EXERCISE DATA:
//! Score ledger persistence.
//!
//! # Invariants
//! - Every score references an existing member and department.
//! - Listings are newest first (`seq DESC`).
//! - Update and delete of a missing score return `NotFound`.

use crate::model::member::{DepartmentId, MemberId};
use crate::model::score::{NewScore, ScoreEntry, ScoreId, ScorePatch};
use crate::repo::{
    department_exists, ensure_connection_ready, member_exists, parse_uuid, EntityRef, RepoError,
    RepoResult,
};
use rusqlite::types::Value;
use rusqlite::{params, params_from_iter, Connection, Row, Transaction, TransactionBehavior};
use uuid::Uuid;

const SCORE_SELECT_SQL: &str = "SELECT
    score_uuid,
    member_uuid,
    department_uuid,
    score,
    reason,
    actor_uuid,
    created_at,
    updated_at
FROM scores";

/// Filter for score listings.
#[derive(Debug, Clone, Default)]
pub struct ScoreListQuery {
    pub member_id: Option<MemberId>,
    pub department_id: Option<DepartmentId>,
    pub limit: Option<u32>,
}

/// Repository interface for the score ledger.
pub trait ScoreRepository {
    fn create_score(&self, score: &NewScore) -> RepoResult<ScoreEntry>;
    fn update_score(&self, id: ScoreId, patch: &ScorePatch) -> RepoResult<ScoreEntry>;
    fn delete_score(&self, id: ScoreId) -> RepoResult<()>;
    fn get_score(&self, id: ScoreId) -> RepoResult<Option<ScoreEntry>>;
    fn list_scores(&self, query: &ScoreListQuery) -> RepoResult<Vec<ScoreEntry>>;
}

/// SQLite-backed score repository.
pub struct SqliteScoreRepository<'conn> {
    conn: &'conn Connection,
}

impl<'conn> SqliteScoreRepository<'conn> {
    /// Creates repository from migrated connection.
    pub fn try_new(conn: &'conn Connection) -> RepoResult<Self> {
        ensure_connection_ready(conn, &["scores", "members", "departments"])?;
        Ok(Self { conn })
    }
}

impl ScoreRepository for SqliteScoreRepository<'_> {
    fn create_score(&self, score: &NewScore) -> RepoResult<ScoreEntry> {
        let tx = Transaction::new_unchecked(self.conn, TransactionBehavior::Immediate)?;
        if !member_exists(&tx, score.member_id)? {
            return Err(RepoError::NotFound(EntityRef::Member(score.member_id)));
        }
        if !department_exists(&tx, score.department_id)? {
            return Err(RepoError::NotFound(EntityRef::Department(
                score.department_id,
            )));
        }

        let score_id = Uuid::new_v4();
        tx.execute(
            "INSERT INTO scores (
                score_uuid,
                member_uuid,
                department_uuid,
                score,
                reason,
                actor_uuid
            ) VALUES (?1, ?2, ?3, ?4, ?5, ?6);",
            params![
                score_id.to_string(),
                score.member_id.to_string(),
                score.department_id.to_string(),
                score.value,
                score.reason.as_deref(),
                score.actor_id.to_string(),
            ],
        )?;
        let created = load_required_score(&tx, score_id)?;
        tx.commit()?;
        Ok(created)
    }

    fn update_score(&self, id: ScoreId, patch: &ScorePatch) -> RepoResult<ScoreEntry> {
        let tx = Transaction::new_unchecked(self.conn, TransactionBehavior::Immediate)?;
        let changed = tx.execute(
            "UPDATE scores
             SET score = COALESCE(?2, score),
                 reason = COALESCE(?3, reason),
                 updated_at = (strftime('%s', 'now') * 1000)
             WHERE score_uuid = ?1;",
            params![id.to_string(), patch.value, patch.reason.as_deref()],
        )?;
        if changed == 0 {
            return Err(RepoError::NotFound(EntityRef::Score(id)));
        }
        let updated = load_required_score(&tx, id)?;
        tx.commit()?;
        Ok(updated)
    }

    fn delete_score(&self, id: ScoreId) -> RepoResult<()> {
        let changed = self
            .conn
            .execute("DELETE FROM scores WHERE score_uuid = ?1;", [id.to_string()])?;
        if changed == 0 {
            return Err(RepoError::NotFound(EntityRef::Score(id)));
        }
        Ok(())
    }

    fn get_score(&self, id: ScoreId) -> RepoResult<Option<ScoreEntry>> {
        load_score(self.conn, id)
    }

    fn list_scores(&self, query: &ScoreListQuery) -> RepoResult<Vec<ScoreEntry>> {
        let mut sql = format!("{SCORE_SELECT_SQL} WHERE 1 = 1");
        let mut bind_values: Vec<Value> = Vec::new();

        if let Some(member_id) = query.member_id {
            sql.push_str(" AND member_uuid = ?");
            bind_values.push(Value::Text(member_id.to_string()));
        }
        if let Some(department_id) = query.department_id {
            sql.push_str(" AND department_uuid = ?");
            bind_values.push(Value::Text(department_id.to_string()));
        }
        sql.push_str(" ORDER BY seq DESC");
        if let Some(limit) = query.limit {
            sql.push_str(" LIMIT ?");
            bind_values.push(Value::Integer(i64::from(limit)));
        }

        let mut stmt = self.conn.prepare(&sql)?;
        let mut rows = stmt.query(params_from_iter(bind_values))?;
        let mut scores = Vec::new();
        while let Some(row) = rows.next()? {
            scores.push(parse_score_row(row)?);
        }
        Ok(scores)
    }
}

fn load_score(conn: &Connection, id: ScoreId) -> RepoResult<Option<ScoreEntry>> {
    let mut stmt = conn.prepare(&format!("{SCORE_SELECT_SQL} WHERE score_uuid = ?1;"))?;
    let mut rows = stmt.query([id.to_string()])?;
    if let Some(row) = rows.next()? {
        return Ok(Some(parse_score_row(row)?));
    }
    Ok(None)
}

fn load_required_score(conn: &Connection, id: ScoreId) -> RepoResult<ScoreEntry> {
    load_score(conn, id)?.ok_or(RepoError::NotFound(EntityRef::Score(id)))
}

fn parse_score_row(row: &Row<'_>) -> RepoResult<ScoreEntry> {
    let score_uuid: String = row.get("score_uuid")?;
    let member_uuid: String = row.get("member_uuid")?;
    let department_uuid: String = row.get("department_uuid")?;
    let actor_uuid: String = row.get("actor_uuid")?;

    Ok(ScoreEntry {
        id: parse_uuid(&score_uuid, "scores.score_uuid")?,
        member_id: parse_uuid(&member_uuid, "scores.member_uuid")?,
        department_id: parse_uuid(&department_uuid, "scores.department_uuid")?,
        value: row.get("score")?,
        reason: row.get("reason")?,
        actor_id: parse_uuid(&actor_uuid, "scores.actor_uuid")?,
        created_at: row.get("created_at")?,
        updated_at: row.get("updated_at")?,
    })
}
//! Leaderboard aggregation reads.
//!
//! # Invariants
//! - Totals are summed in one statement, so every tally reflects the same
//!   committed state.
//! - Members without scores appear with total `0` and `score_count` `0`.

use crate::model::leaderboard::MemberTally;
use crate::model::member::GroupId;
use crate::repo::{
    ensure_connection_ready, group_exists, parse_optional_uuid, parse_uuid, EntityRef, RepoError,
    RepoResult,
};
use rusqlite::{Connection, Row, Transaction, TransactionBehavior};

/// Repository interface for leaderboard input.
pub trait LeaderboardRepository {
    /// Sums scores per member, optionally limited to one group's members.
    fn member_tallies(&self, group_id: Option<GroupId>) -> RepoResult<Vec<MemberTally>>;
}

/// SQLite-backed leaderboard repository.
pub struct SqliteLeaderboardRepository<'conn> {
    conn: &'conn Connection,
}

impl<'conn> SqliteLeaderboardRepository<'conn> {
    /// Creates repository from migrated connection.
    pub fn try_new(conn: &'conn Connection) -> RepoResult<Self> {
        ensure_connection_ready(conn, &["members", "member_groups", "scores"])?;
        Ok(Self { conn })
    }
}

impl LeaderboardRepository for SqliteLeaderboardRepository<'_> {
    fn member_tallies(&self, group_id: Option<GroupId>) -> RepoResult<Vec<MemberTally>> {
        // Deferred: a read transaction that pins one snapshot for both queries.
        let tx = Transaction::new_unchecked(self.conn, TransactionBehavior::Deferred)?;
        if let Some(group_id) = group_id {
            if !group_exists(&tx, group_id)? {
                return Err(RepoError::NotFound(EntityRef::Group(group_id)));
            }
        }

        let mut tallies = Vec::new();
        {
            let mut stmt = tx.prepare(
                "SELECT
                    m.member_uuid AS member_uuid,
                    m.handle AS handle,
                    m.display_name AS display_name,
                    m.group_uuid AS group_uuid,
                    g.name AS group_name,
                    m.seq AS seq,
                    COALESCE(SUM(s.score), 0) AS total_score,
                    COUNT(s.score_uuid) AS score_count
                 FROM members m
                 LEFT JOIN member_groups g ON g.group_uuid = m.group_uuid
                 LEFT JOIN scores s ON s.member_uuid = m.member_uuid
                 WHERE (?1 IS NULL OR m.group_uuid = ?1)
                 GROUP BY m.seq
                 ORDER BY m.seq ASC;",
            )?;
            let mut rows = stmt.query([group_id.map(|id| id.to_string())])?;
            while let Some(row) = rows.next()? {
                tallies.push(parse_tally_row(row)?);
            }
        }
        tx.commit()?;
        Ok(tallies)
    }
}

fn parse_tally_row(row: &Row<'_>) -> RepoResult<MemberTally> {
    let member_uuid: String = row.get("member_uuid")?;
    Ok(MemberTally {
        member_id: parse_uuid(&member_uuid, "members.member_uuid")?,
        handle: row.get("handle")?,
        display_name: row.get("display_name")?,
        group_id: parse_optional_uuid(row.get("group_uuid")?, "members.group_uuid")?,
        group_name: row.get("group_name")?,
        created_seq: row.get("seq")?,
        total_score: row.get("total_score")?,
        score_count: row.get("score_count")?,
    })
}
//! Leaderboard aggregator.
//!
//! Recomputed from the score ledger on every call; no rank is persisted, so
//! the result is always as fresh as the last committed score mutation.

use crate::error::CoreResult;
use crate::model::leaderboard::{rank_tallies, LeaderboardEntry, RankingMode};
use crate::model::member::GroupId;
use crate::model::validation::ensure_id;
use crate::repo::leaderboard_repo::LeaderboardRepository;
use crate::service::log_outcome;
use std::time::Instant;

/// Leaderboard request options.
#[derive(Debug, Clone, Copy, Default, PartialEq, Eq)]
pub struct LeaderboardQuery {
    /// Restrict to one group's members; ranks are computed within the group.
    pub group_id: Option<GroupId>,
    /// Truncate after ranking. `None` returns every member.
    pub limit: Option<u32>,
    pub mode: RankingMode,
}

/// Leaderboard facade.
pub struct LeaderboardService<R: LeaderboardRepository> {
    repo: R,
}

impl<R: LeaderboardRepository> LeaderboardService<R> {
    pub fn new(repo: R) -> Self {
        Self { repo }
    }

    /// Computes the ranked leaderboard.
    ///
    /// # Errors
    /// - `NotFound` when `group_id` names an unknown group.
    pub fn compute_leaderboard(&self, query: &LeaderboardQuery) -> CoreResult<Vec<LeaderboardEntry>> {
        let started_at = Instant::now();
        let result = self.compute_inner(query);
        let group = query
            .group_id
            .map_or_else(|| "all".to_string(), |id| id.to_string());
        let rows = result.as_ref().map_or(0, Vec::len);
        log_outcome(
            "leaderboard_compute",
            "leaderboard",
            &format!("group_id={group} rows={rows}"),
            started_at,
            &result,
        );
        result
    }

    fn compute_inner(&self, query: &LeaderboardQuery) -> CoreResult<Vec<LeaderboardEntry>> {
        let group_id = query
            .group_id
            .map(|id| ensure_id(id, "group_id"))
            .transpose()?;
        let tallies = self.repo.member_tallies(group_id)?;
        let mut ranked = rank_tallies(tallies, query.mode);
        if let Some(limit) = query.limit {
            ranked.truncate(limit as usize);
        }
        Ok(ranked)
    }
}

WORK TASK:
Check the listing above for "LEFT". Show every line where it turns up.

FINISHED TASK:
                 LEFT JOIN member_groups g ON g.group_uuid = m.group_uuid
                 LEFT JOIN scores s ON s.member_uuid = m.member_uuid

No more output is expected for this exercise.